AIM OF THE TASK >>
Please transcribe all of the records precisely.

DATASET Block Start

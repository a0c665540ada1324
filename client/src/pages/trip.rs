//! Trip summary page: the form, its banners, and the result history.
//!
//! SYSTEM CONTEXT
//! ==============
//! This is the only route. It owns the `TripState` signal, turns form
//! callbacks into reducer events, and runs the summary request as a local
//! task whose outcome is applied when it arrives.

use std::sync::Arc;
use std::sync::atomic::{AtomicBool, Ordering};

use leptos::prelude::*;

use crate::components::input_form::InputForm;
use crate::components::result_card::ResultCard;
use crate::net::types::TripSummary;
use crate::state::trip::{TripEvent, TripState};

#[cfg(test)]
#[path = "trip_test.rs"]
mod trip_test;

const ERROR_SUFFIX: &str = " We definitely don't recommend riding a Unicycle.";
const WARNING_TEXT: &str =
    "Please make sure to enter your origin and destination. We definitely don't recommend riding a Unicycle.";

/// Root view of the application.
#[component]
pub fn TripPage() -> impl IntoView {
    let trip = RwSignal::new(TripState::default());

    // Responses that land after the page is gone are dropped.
    let alive = Arc::new(AtomicBool::new(true));
    {
        let alive = alive.clone();
        on_cleanup(move || alive.store(false, Ordering::Relaxed));
    }

    let on_origin_input = Callback::new(move |text: String| {
        trip.update(|s| s.dispatch(TripEvent::OriginEdited(text)));
    });
    let on_destination_input = Callback::new(move |text: String| {
        trip.update(|s| s.dispatch(TripEvent::DestinationEdited(text)));
    });

    let on_submit = Callback::new(move |ev: leptos::ev::SubmitEvent| {
        ev.prevent_default();
        let query = trip.with_untracked(TripState::query);
        trip.update(|s| s.dispatch(TripEvent::SubmitStarted));

        #[cfg(feature = "hydrate")]
        {
            let alive = alive.clone();
            leptos::task::spawn_local(async move {
                log::debug!("requesting summary: {} -> {}", query.origin, query.destination);
                let outcome = crate::net::api::fetch_summary(&query).await;
                if !alive.load(Ordering::Relaxed) {
                    log::debug!("summary arrived after teardown; dropped");
                    return;
                }
                if let crate::net::types::SummaryOutcome::Failed(detail) = &outcome {
                    log::warn!("summary request failed: {detail}");
                }
                trip.update(|s| s.dispatch(outcome.into()));
            });
        }
        #[cfg(not(feature = "hydrate"))]
        {
            let _ = (query, &alive);
        }
    });

    let origin = Signal::derive(move || trip.with(|s| s.origin.clone()));
    let destination = Signal::derive(move || trip.with(|s| s.destination.clone()));

    view! {
        <div class="trip-page">
            <main class="trip-page__main">
                <Show when=move || trip.with(TripState::has_error)>
                    <div class="alert alert--danger" role="alert">
                        <strong>"Error: "</strong>
                        {move || trip.with(|s| s.error_message.clone())}
                        {ERROR_SUFFIX}
                    </div>
                </Show>
                <Show when=move || trip.with(|s| s.show_validation_warning)>
                    <div class="alert alert--warning" role="alert">
                        <strong>"Warning: "</strong>
                        {WARNING_TEXT}
                    </div>
                </Show>
                <InputForm
                    origin=origin
                    destination=destination
                    on_origin_input=on_origin_input
                    on_destination_input=on_destination_input
                    on_submit=on_submit
                />
                <div class="trip-page__results">
                    {move || trip.with(|s| history_view(&s.history))}
                </div>
            </main>
        </div>
    }
}

/// One card per history entry, in stored order (most recent first).
pub fn history_view(history: &[TripSummary]) -> impl IntoView + use<> {
    history
        .iter()
        .cloned()
        .map(|summary| view! { <ResultCard summary=summary/> })
        .collect_view()
}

DATASET Block End

ANSWER BOX >>
repository a0c665540ada1324
filename client/src/pages/trip.rs
//! Trip summary page: the form, its banners, and the result history.
//!
//! SYSTEM CONTEXT
//! ==============
//! This is the only route. It owns the `TripState` signal, turns form
//! callbacks into reducer events, and runs the summary request as a local
//! task whose outcome is applied when it arrives.

use std::sync::Arc;
use std::sync::atomic::{AtomicBool, Ordering};

use leptos::prelude::*;

use crate::components::input_form::InputForm;
use crate::components::result_card::ResultCard;
use crate::net::types::TripSummary;
use crate::state::trip::{TripEvent, TripState};

#[cfg(test)]
#[path = "trip_test.rs"]
mod trip_test;

const ERROR_SUFFIX: &str = " We definitely don't recommend riding a Unicycle.";
const WARNING_TEXT: &str =
    "Please make sure to enter your origin and destination. We definitely don't recommend riding a Unicycle.";

/// Root view of the application.
#[component]
pub fn TripPage() -> impl IntoView {
    let trip = RwSignal::new(TripState::default());

    // Responses that land after the page is gone are dropped.
    let alive = Arc::new(AtomicBool::new(true));
    {
        let alive = alive.clone();
        on_cleanup(move || alive.store(false, Ordering::Relaxed));
    }

    let on_origin_input = Callback::new(move |text: String| {
        trip.update(|s| s.dispatch(TripEvent::OriginEdited(text)));
    });
    let on_destination_input = Callback::new(move |text: String| {
        trip.update(|s| s.dispatch(TripEvent::DestinationEdited(text)));
    });

    let on_submit = Callback::new(move |ev: leptos::ev::SubmitEvent| {
        ev.prevent_default();
        let query = trip.with_untracked(TripState::query);
        trip.update(|s| s.dispatch(TripEvent::SubmitStarted));

        #[cfg(feature = "hydrate")]
        {
            let alive = alive.clone();
            leptos::task::spawn_local(async move {
                log::debug!("requesting summary: {} -> {}", query.origin, query.destination);
                let outcome = crate::net::api::fetch_summary(&query).await;
                if !alive.load(Ordering::Relaxed) {
                    log::debug!("summary arrived after teardown; dropped");
                    return;
                }
                if let crate::net::types::SummaryOutcome::Failed(detail) = &outcome {
                    log::warn!("summary request failed: {detail}");
                }
                trip.update(|s| s.dispatch(outcome.into()));
            });
        }
        #[cfg(not(feature = "hydrate"))]
        {
            let _ = (query, &alive);
        }
    });

    let origin = Signal::derive(move || trip.with(|s| s.origin.clone()));
    let destination = Signal::derive(move || trip.with(|s| s.destination.clone()));

    view! {
        <div class="trip-page">
            <main class="trip-page__main">
                <Show when=move || trip.with(TripState::has_error)>
                    <div class="alert alert--danger" role="alert">
                        <strong>"Error: "</strong>
                        {move || trip.with(|s| s.error_message.clone())}
                        {ERROR_SUFFIX}
                    </div>
                </Show>
                <Show when=move || trip.with(|s| s.show_validation_warning)>
                    <div class="alert alert--warning" role="alert">
                        <strong>"Warning: "</strong>
                        {WARNING_TEXT}
                    </div>
                </Show>
                <InputForm
                    origin=origin
                    destination=destination
                    on_origin_input=on_origin_input
                    on_destination_input=on_destination_input
                    on_submit=on_submit
                />
                <div class="trip-page__results">
                    {move || trip.with(|s| history_view(&s.history))}
                </div>
            </main>
        </div>
    }
}

/// One card per history entry, in stored order (most recent first).
pub fn history_view(history: &[TripSummary]) -> impl IntoView + use<> {
    history
        .iter()
        .cloned()
        .map(|summary| view! { <ResultCard summary=summary/> })
        .collect_view()
}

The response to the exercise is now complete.